A representative for the home improvement chain confirmed the news to AppleInsider, saying the move will displace roughly 10,000 Blackberry smartphones.
"We are replacing our current base of BlackBerry technology with iPhones," the representative said, clarifying that the move applies only to store managers, district managers, other corporate-level staffers, and field ops.
"We are replacing our current base of BlackBerry technology with iPhones," a representative for Home Depot confirmed.The initiative will not yet impact the approximately 60,000 rugged Motorola smartphones (34,000+ so-called "First Phones" and 25,000+ "First Phone Jrs") used by store employees. Those devices will remain in operation on retail store floors for mobile point-of-sale, analytical, walkie-talkie, and traditional telephony purposes.
As of the third quarter of 2012, the Atlanta, Georgia-based corporation operated some 2,252 retail stores across the United States, Canada, China, and Mexico, making it the world's world's largest home improvement specialty retailer. Managers at those stores will see their current BlackBerry handsets replaced with iPhones in the coming weeks, according to those familiar with the matter.

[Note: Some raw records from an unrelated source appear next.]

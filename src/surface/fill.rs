//! Bucket fill.

use image::{Rgba, RgbaImage};

/// Per-channel difference still treated as "the same color".
///
/// Stretched line art has soft edges; a small tolerance keeps the fill from
/// leaking through them while still covering slightly noisy interiors.
pub const FILL_TOLERANCE: u8 = 32;

fn similar(a: &Rgba<u8>, b: &Rgba<u8>, tolerance: u8) -> bool {
    a.0.iter()
        .zip(b.0.iter())
        .all(|(&x, &y)| x.abs_diff(y) <= tolerance)
}

/// Flood-fill the 4-connected region around `(x, y)` with `color`.
///
/// Scanline fill: each seed grows into a horizontal span, and only one seed
/// per run of fillable pixels is queued on the rows above and below, so the
/// work stack stays proportional to the number of spans rather than pixels.
///
/// Returns the number of pixels changed. Seeds outside the raster and
/// regions already painted in `color` are no-ops.
pub fn flood_fill(raster: &mut RgbaImage, x: u32, y: u32, color: Rgba<u8>, tolerance: u8) -> usize {
    let (width, height) = raster.dimensions();
    if x >= width || y >= height {
        return 0;
    }

    let target = *raster.get_pixel(x, y);
    if target == color {
        return 0;
    }

    let index = |px: u32, py: u32| py as usize * width as usize + px as usize;
    let fillable = |raster: &RgbaImage, visited: &[bool], px: u32, py: u32| {
        !visited[index(px, py)] && similar(raster.get_pixel(px, py), &target, tolerance)
    };

    let mut visited = vec![false; width as usize * height as usize];
    let mut stack = vec![(x, y)];
    let mut filled = 0;

    while let Some((sx, sy)) = stack.pop() {
        if !fillable(raster, &visited, sx, sy) {
            continue;
        }

        let mut left = sx;
        while left > 0 && fillable(raster, &visited, left - 1, sy) {
            left -= 1;
        }
        let mut right = sx;
        while right + 1 < width && fillable(raster, &visited, right + 1, sy) {
            right += 1;
        }

        for px in left..=right {
            visited[index(px, sy)] = true;
            raster.put_pixel(px, sy, color);
        }
        filled += (right - left + 1) as usize;

        let above = sy.checked_sub(1);
        let below = (sy + 1 < height).then_some(sy + 1);
        for ny in [above, below].into_iter().flatten() {
            let mut in_run = false;
            for px in left..=right {
                if fillable(raster, &visited, px, ny) {
                    if !in_run {
                        stack.push((px, ny));
                        in_run = true;
                    }
                } else {
                    in_run = false;
                }
            }
        }
    }

    filled
}
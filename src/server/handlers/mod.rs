//! HTTP handlers for the server.

pub mod catalog;
pub mod checkout;
pub mod session;
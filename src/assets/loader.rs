//! Image loading: decodes inline payloads and downloads external URLs.
//!
//! Downloads go through one shared `reqwest` client and land in a URL-keyed
//! cache, so reopening a theme preview or a carousel page does not hit the
//! network twice.

use image::DynamicImage;
use std::collections::HashMap;
use std::sync::Arc;
use std::time::{Duration, Instant};
use tokio::sync::RwLock;

use super::BaseImage;
use crate::error::StudioError;

/// Upper bound on a single download.
const FETCH_TIMEOUT: Duration = Duration::from_secs(30);

/// A downloaded image plus its last access time, for expiry.
#[derive(Clone)]
struct CachedImage {
    image: DynamicImage,
    last_accessed: Instant,
}

impl CachedImage {
    fn new(image: DynamicImage) -> Self {
        Self {
            image,
            last_accessed: Instant::now(),
        }
    }

    fn touch(&mut self) {
        self.last_accessed = Instant::now();
    }
}

/// Turns [`BaseImage`] references into decoded images.
#[derive(Clone)]
pub struct ImageLoader {
    http_client: reqwest::Client,
    cache: Arc<RwLock<HashMap<String, CachedImage>>>,
}

impl ImageLoader {
    pub fn new(http_client: reqwest::Client) -> Self {
        Self {
            http_client,
            cache: Arc::new(RwLock::new(HashMap::new())),
        }
    }

    /// Loader with its own default HTTP client.
    pub fn with_default_client() -> Result<Self, StudioError> {
        let client = reqwest::Client::builder()
            .user_agent(concat!("tiabela/", env!("CARGO_PKG_VERSION")))
            .timeout(FETCH_TIMEOUT)
            .build()
            .map_err(|e| StudioError::Config(format!("HTTP client error: {}", e)))?;
        Ok(Self::new(client))
    }

    /// Decode an inline image or fetch (and cache) a URL.
    pub async fn load(&self, image: &BaseImage) -> Result<DynamicImage, StudioError> {
        match image {
            BaseImage::Inline { data, .. } => decode(data),
            BaseImage::Url(url) => self.fetch(url).await,
        }
    }

    async fn fetch(&self, url: &str) -> Result<DynamicImage, StudioError> {
        {
            let mut cache = self.cache.write().await;
            if let Some(entry) = cache.get_mut(url) {
                entry.touch();
                return Ok(entry.image.clone());
            }
        }

        let response = self
            .http_client
            .get(url)
            .send()
            .await
            .map_err(|e| StudioError::Image(format!("Failed to download {}: {}", url, e)))?;
        if !response.status().is_success() {
            return Err(StudioError::Image(format!(
                "Failed to download {}: HTTP {}",
                url,
                response.status()
            )));
        }
        let bytes = response
            .bytes()
            .await
            .map_err(|e| StudioError::Image(format!("Failed to read image data: {}", e)))?;

        let image = decode(&bytes)?;

        {
            let mut cache = self.cache.write().await;
            cache.insert(url.to_string(), CachedImage::new(image.clone()));
        }

        Ok(image)
    }

    /// Drop cache entries not used within `max_age`. Returns how many remain.
    pub async fn evict_older_than(&self, max_age: Duration) -> (usize, usize) {
        let now = Instant::now();
        let mut cache = self.cache.write().await;
        let before = cache.len();
        cache.retain(|_, v| now.duration_since(v.last_accessed) < max_age);
        (before - cache.len(), cache.len())
    }
}

fn decode(bytes: &[u8]) -> Result<DynamicImage, StudioError> {
    image::load_from_memory(bytes)
        .map_err(|e| StudioError::Image(format!("Failed to decode image: {}", e)))
}
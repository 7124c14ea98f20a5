//! # Coloring Studio
//!
//! The selection view's state ([`StudioState`]) and a session type pairing
//! it with a [`DrawingSurface`](crate::surface::DrawingSurface).
//!
//! The HTTP server drives sessions piecewise from spawned tasks. For one-shot
//! use (CLI, tests) [`open_theme`] runs the whole selection in order:
//! select, generate, settle, load the base image.

mod session;
mod state;

pub use session::StudioSession;
pub use state::{Phase, SelectionTicket, StudioSnapshot, StudioState};

use crate::assets::ImageLoader;
use crate::catalog::Theme;
use crate::generate::{self, GenerationOutcome, ImageGenerator};
use crate::surface::PendingLoad;

/// Select `theme`, run the illustration flow and paint the result.
///
/// Returns the outcome. If the base image cannot be loaded the surface keeps
/// its background.
pub async fn open_theme(
    session: &mut StudioSession,
    generator: &dyn ImageGenerator,
    loader: &ImageLoader,
    theme: Theme,
) -> GenerationOutcome {
    let ticket = session.begin_theme(theme.clone());
    let outcome = generate::illustrate(generator, &theme).await;
    if let Some(pending) = session.settle(ticket, outcome.clone()) {
        load_into(session, loader, pending).await;
    }
    outcome
}

/// Resolve a pending base-image load. Failures leave the surface as is.
pub async fn load_into(session: &mut StudioSession, loader: &ImageLoader, pending: PendingLoad) -> bool {
    match loader.load(pending.image()).await {
        Ok(image) => session.complete_load(pending.token(), image),
        Err(_) => false,
    }
}
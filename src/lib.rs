//! # Tiabela - Coloring Studio Library
//!
//! Tiabela powers the Tia Bela storefront: a gallery of coloring themes, an
//! AI line-art generator with a graceful fallback, and a freehand drawing
//! surface that stacks strokes over the generated page. It provides:
//!
//! - **Catalog**: themes, palette, carousel pages and the checkout offer
//! - **Generation**: the [`ImageGenerator`](generate::ImageGenerator) seam and a Gemini client
//! - **Surface**: raster drawing with brush, eraser and bucket tools
//! - **Studio**: selection state with stale-result protection
//! - **Server**: the HTTP API and embedded storefront page
//!
//! ## Quick Start
//!
//! ```no_run
//! use tiabela::{
//!     assets::ImageLoader,
//!     catalog,
//!     generate::Unconfigured,
//!     studio::{self, StudioSession},
//!     surface::{InputEvent, Tool},
//! };
//!
//! # async fn example() -> Result<(), tiabela::StudioError> {
//! let loader = ImageLoader::with_default_client()?;
//! let mut session = StudioSession::new(800, 600);
//!
//! // Without a configured generator the theme's preview image is used
//! let theme = catalog::featured_theme().clone();
//! let outcome = studio::open_theme(&mut session, &Unconfigured, &loader, theme).await;
//! assert!(outcome.is_fallback());
//!
//! // Paint a stroke
//! session.set_color("#3b82f6")?;
//! session.set_tool(Tool::Brush);
//! session.handle_input(&InputEvent::PointerDown { x: 10.0, y: 10.0 });
//! session.handle_input(&InputEvent::PointerMove { x: 200.0, y: 150.0 });
//! session.handle_input(&InputEvent::PointerUp);
//!
//! std::fs::write("page.png", session.print_page()?)?;
//! # Ok(())
//! # }
//! ```
//!
//! ## Module Overview
//!
//! | Module | Description |
//! |--------|-------------|
//! | [`catalog`] | Themes, palette and store data |
//! | [`assets`] | Base image references and loading |
//! | [`generate`] | Coloring-page generation |
//! | [`surface`] | Drawing surface and input |
//! | [`studio`] | Selection state and sessions |
//! | [`server`] | HTTP server |
//! | [`error`] | Error types |

pub mod assets;
pub mod catalog;
pub mod error;
pub mod generate;
pub mod server;
pub mod studio;
pub mod surface;

// Re-exports for convenience
pub use catalog::Theme;
pub use error::StudioError;
pub use studio::StudioSession;
pub use surface::DrawingSurface;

Home Depot, which is also the fifth largest retailer in the world, earning $947 million in profit on $18.13 billion in revenue in its most recently reported quarter, is the latest in a series of corporate and regulatory heavyweights to dump the BlackBerry platform that once served as the de facto standard in mobile enterprise technology.
In October of last year, the U.S. Immigrations and Customs Enforcement agency announced it would ditch BlackBerry in a move that would see it purchase $2.1 million iPhones for its more than 17,600 employees. Similar announcements followed from the National Transportation Safety Board and, more recently, Australia's Treasury Department.